The Cripplingly High Price of Modern Digital Experimentation

Back in the Long Boom the doors of the elevators at Yahoo! were covered in graphics showing a contemporary version of the home page code. That made a big impression on me when I visited them, as I had been experimenting with PHP, the same language that Yahoo! had been written in, and as I stared at those elevator doors, waiting for them to open, I realized that I could read and understand the code of what was then one of the most powerful web properties in the world.

Things were a lot simpler then, and we were too.

The setup back then was called the 'LAMP' stack. You took a (L)inux computer, installed on it an (A)pache web server and a (M)ySQL database, and wrote code for it, by hand, without frameworks or bullshit, in (P)HP or (P)erl. This was the era before cloud, when we all had servers in our basements. Once you had the server set up, and a connection to the internet (which back then was still admittedly not a trivial thing), prototyping was essentially free, limited only by your available time and imagination.

Look at us now. How different it is.

I recently thought I would use a small experiment in data visualization to learn a bit about big data. I like ETL and making datasets and gleaning insights from them, but my work has often been elsewhere, so I am less experienced in working with very large 'Big Data' datasets than I would like. A period of unemployment gives me some time, and a recent certification in machine learning some confidence, so I thought I would take the opportunity to experiment a little, and learn the best way possible, which is by doing.

My lack of practical understanding in this until now is now very obvious in hindsight, as it has been, for me, an unexpectedly expensive experience.

The data itself, as always, wants to be as close to free as it can be. An historical 20 year dataset of >750M rows cost me $350 and $19 for daily updates. I broke out PySpark in an AWS Glue notebook and started writing transformation code - the middle letter of ETL is my coding happy place - and it seemed a lot like when I was experimenting on the open web - until I got the first monthly bill and realized how quickly things added up when I was being charged by the hour for the development environment.

So I backed off into Python locally, got things running on my laptop, and started running an ingest experiment. This was when I realized the transformations I was performing were going to take a very, very, very long time to complete. That sinking feeling when you realize that what you are doing needs to be vastly improved is the feeling of learning happening to you.

I optimized the code and put it in containers and registered those in ECR and then wrote more code to run the containers in parallel in ECS Fargate, monitoring progress in Cloudwatch while persisting to S3 and Glue, and the whole thing accelerated nicely, to the point where I was eager to run the data and get to work on the visualization part of the exercise.
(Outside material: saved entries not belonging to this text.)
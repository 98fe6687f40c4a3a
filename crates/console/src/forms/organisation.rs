//! Tenant / outlet contact details form.

use serde::Deserialize;

use tableside_core::{
    Contacts, EditableOrganisation, EntityScope, OrganisationInfo, OrganisationUpdate,
};

use super::FormStatus;

/// Organisation contact details form data.
#[derive(Debug, Clone, Default, PartialEq, Eq, Deserialize)]
pub struct OrganisationForm {
    #[serde(default)]
    pub name: String,
    #[serde(default)]
    pub address: String,
    #[serde(default)]
    pub contact_email: String,
    #[serde(default)]
    pub contact_phone: String,
}

impl OrganisationForm {
    /// Pre-fill from a fetched tenant or outlet.
    #[must_use]
    pub fn from_info<Id>(info: &OrganisationInfo<Id>) -> Self {
        let contacts = info.contacts.clone().unwrap_or_default();
        Self {
            name: info.name.clone(),
            address: info.address.clone().unwrap_or_default(),
            contact_email: contacts.email.unwrap_or_default(),
            contact_phone: contacts.phone_number.unwrap_or_default(),
        }
    }

    /// Pre-fill only the name embedded in the profile.
    #[must_use]
    pub fn from_embedded(org: &EditableOrganisation) -> Self {
        Self {
            name: org.embedded_name().to_owned(),
            ..Self::default()
        }
    }

    /// Request body with every field of the form.
    #[must_use]
    pub fn to_update(&self) -> OrganisationUpdate {
        OrganisationUpdate {
            name: Some(self.name.clone()),
            address: Some(self.address.clone()),
            contacts: Some(Contacts {
                email: Some(self.contact_email.clone()),
                phone_number: Some(self.contact_phone.clone()),
            }),
        }
    }
}

/// Render state of the organisation section.
#[derive(Debug, Clone)]
pub struct OrganisationSection {
    pub scope: EntityScope,
    pub form: OrganisationForm,
    pub status: FormStatus,
}

impl OrganisationSection {
    #[must_use]
    pub const fn new(scope: EntityScope, form: OrganisationForm) -> Self {
        Self {
            scope,
            form,
            status: FormStatus::Idle,
        }
    }

    /// Section title, e.g. "Outlet".
    #[must_use]
    pub const fn title(&self) -> &'static str {
        self.scope.label()
    }

    /// Success message for this scope.
    #[must_use]
    pub const fn saved_message(&self) -> &'static str {
        match self.scope {
            EntityScope::Tenant => "Tenant details updated successfully",
            EntityScope::Outlet => "Outlet details updated successfully",
        }
    }
}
That was when I realized that my running cloud cost for processing the millions of rows in each day of data is in the $2-$3 range, nominal enough on an ongoing basis, but I have a 20 year backlog of data, and the cost of processing all of it would be about $15k. In Fortune 100 business terms this is miniscule. In personal terms it is simply unapproachable.

I was running the backlog data in 6 month batches: my initial goal was to complete 10% of the processing and use that data for prototyping the visualizations and experimenting with machine learning. After some math and marital input and a small bout of depression I accepted that I could barely (not really) afford to complete the processing of the first 6 month batch, which is happening now as an implementation of the sunk cost fallacy.

All of this is before I even approach submitting my resulting data sets to a machine learning fit algorithm, or attempt to use the data in any visualization.

In this first part of my big data learning project I have learned a lot about PySpark and Glue and Python and Docker and ECS and ECR and Athena and a whole lot of other cloud services. Mostly what I have learned is that, even while still in the free tier, private individuals experimenting in Big Data with the intent of innovation are effectively priced out of the current zeitgeist of AI/ML and the data flows necessary to feed them.

This is also important learning.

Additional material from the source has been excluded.